_Exercise_
Take the listing below and print exactly the lines starting at the line containing "is below base_backoff" and ending at the line containing "pub struct EngineConfig", both ends included, and no others.
◆ ◆ ◆ ◆ ◆ ◆ ◆
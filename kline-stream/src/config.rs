//! Engine configuration.
//!
//! Every struct deserialises with `#[serde(default)]`, so a JSON document only needs to carry
//! the fields it overrides. Durations are expressed in milliseconds.

use crate::{error::StreamError, interval::Interval};
use chrono::TimeDelta;
use serde::{Deserialize, Serialize};
use std::time::Duration;

/// Per-stream state and staleness settings.
#[derive(Debug, Clone, PartialEq, Deserialize, Serialize)]
#[serde(default)]
pub struct StreamConfig {
    /// Silence longer than `stale_multiplier × interval` marks a stream STALE
    pub stale_multiplier: f64,
    /// Number of recently closed candles retained per stream
    pub ring_capacity: usize,
    /// Live events held while a stream is suspended for recovery
    pub max_buffered_events: usize,
}

impl Default for StreamConfig {
    fn default() -> Self {
        Self {
            stale_multiplier: 1.5,
            ring_capacity: 100,
            max_buffered_events: 1_024,
        }
    }
}

impl StreamConfig {
    /// Set stale multiplier
    pub fn with_stale_multiplier(mut self, multiplier: f64) -> Self {
        self.stale_multiplier = multiplier;
        self
    }

    /// Set ring capacity
    pub fn with_ring_capacity(mut self, capacity: usize) -> Self {
        self.ring_capacity = capacity;
        self
    }

    /// Set buffered event bound
    pub fn with_max_buffered_events(mut self, max: usize) -> Self {
        self.max_buffered_events = max;
        self
    }

    /// Staleness threshold for a stream of the given interval, rounded to the millisecond.
    pub fn stale_threshold(&self, interval: Interval) -> TimeDelta {
        let millis = (interval.as_millis() as f64 * self.stale_multiplier).round();
        TimeDelta::milliseconds(millis as i64)
    }

    pub fn validate(&self) -> Result<(), StreamError> {
        if !self.stale_multiplier.is_finite() || self.stale_multiplier <= 0.0 {
            return Err(StreamError::InvalidConfig(format!(
                "stale_multiplier must be positive, got {}",
                self.stale_multiplier
            )));
        }
        if self.ring_capacity == 0 {
            return Err(StreamError::InvalidConfig(
                "ring_capacity must be at least 1".to_string(),
            ));
        }
        if self.max_buffered_events == 0 {
            return Err(StreamError::InvalidConfig(
                "max_buffered_events must be at least 1".to_string(),
            ));
        }
        Ok(())
    }
}

/// Retry policy of the recovery orchestrator.
#[derive(Debug, Clone, PartialEq, Eq, Deserialize, Serialize)]
#[serde(default)]
pub struct RecoveryConfig {
    pub max_attempts: u32,
    #[serde(with = "duration_ms")]
    pub base_backoff: Duration,
    #[serde(with = "duration_ms")]
    pub max_backoff: Duration,
    /// Upper bound of the uniform jitter added to every backoff
    #[serde(with = "duration_ms")]
    pub jitter: Duration,
    /// Bound on each reconnect or backfill step
    #[serde(with = "duration_ms")]
    pub attempt_timeout: Duration,
}

impl Default for RecoveryConfig {
    fn default() -> Self {
        Self {
            max_attempts: 5,
            base_backoff: Duration::from_millis(500),
            max_backoff: Duration::from_secs(30),
            jitter: Duration::from_millis(250),
            attempt_timeout: Duration::from_secs(30),
        }
    }
}

impl RecoveryConfig {
    pub fn with_max_attempts(mut self, attempts: u32) -> Self {
        self.max_attempts = attempts;
        self
    }

    pub fn with_backoff(mut self, base: Duration, max: Duration) -> Self {
        self.base_backoff = base;
        self.max_backoff = max;
        self
    }

    pub fn with_jitter(mut self, jitter: Duration) -> Self {
        self.jitter = jitter;
        self
    }

    pub fn with_attempt_timeout(mut self, timeout: Duration) -> Self {
        self.attempt_timeout = timeout;
        self
    }

    pub fn validate(&self) -> Result<(), StreamError> {
        if self.max_attempts == 0 {
            return Err(StreamError::InvalidConfig(
                "max_attempts must be at least 1".to_string(),
            ));
        }
        if self.max_backoff < self.base_backoff {
            return Err(StreamError::InvalidConfig(format!(
                "max_backoff {:?} is below base_backoff {:?}",
                self.max_backoff, self.base_backoff
            )));
        }
        if self.attempt_timeout.is_zero() {
            return Err(StreamError::InvalidConfig(
                "attempt_timeout must be non-zero".to_string(),
            ));
        }
        Ok(())
    }
}

#[derive(Debug, Clone, PartialEq, Deserialize, Serialize)]
#[serde(default)]
pub struct EngineConfig {
    /// Defaults applied to streams subscribed without their own [`StreamConfig`]
    pub stream: StreamConfig,
    pub recovery: RecoveryConfig,
    #[serde(with = "duration_ms")]
    pub sweep_interval: Duration,
}

impl Default for EngineConfig {
    fn default() -> Self {
        Self {
            stream: StreamConfig::default(),
            recovery: RecoveryConfig::default(),
            sweep_interval: Duration::from_secs(1),
        }
    }
}

impl EngineConfig {
    pub fn with_stream(mut self, stream: StreamConfig) -> Self {
        self.stream = stream;
        self
    }

    pub fn with_recovery(mut self, recovery: RecoveryConfig) -> Self {
        self.recovery = recovery;
        self
    }

    pub fn with_sweep_interval(mut self, interval: Duration) -> Self {
        self.sweep_interval = interval;
        self
    }

    pub fn validate(&self) -> Result<(), StreamError> {
        self.stream.validate()?;
        self.recovery.validate()?;
        if self.sweep_interval.is_zero() {
            return Err(StreamError::InvalidConfig(
                "sweep_interval must be non-zero".to_string(),
            ));
        }
        Ok(())
    }
}

mod duration_ms {
    use serde::{Deserialize, Deserializer, Serializer};
    use std::time::Duration;

    pub fn serialize<S>(duration: &Duration, serializer: S) -> Result<S::Ok, S::Error>
    where
        S: Serializer,
    {
        serializer.serialize_u64(u64::try_from(duration.as_millis()).unwrap_or(u64::MAX))
    }

    pub fn deserialize<'de, D>(deserializer: D) -> Result<Duration, D::Error>
    where
        D: Deserializer<'de>,
    {
        u64::deserialize(deserializer).map(Duration::from_millis)
    }
}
◆ ◆ ◆ ◆ ◆ ◆ ◆
_Output for this exercise_
                "max_backoff {:?} is below base_backoff {:?}",
                self.max_backoff, self.base_backoff
            )));
        }
        if self.attempt_timeout.is_zero() {
            return Err(StreamError::InvalidConfig(
                "attempt_timeout must be non-zero".to_string(),
            ));
        }
        Ok(())
    }
}

#[derive(Debug, Clone, PartialEq, Deserialize, Serialize)]
#[serde(default)]
pub struct EngineConfig {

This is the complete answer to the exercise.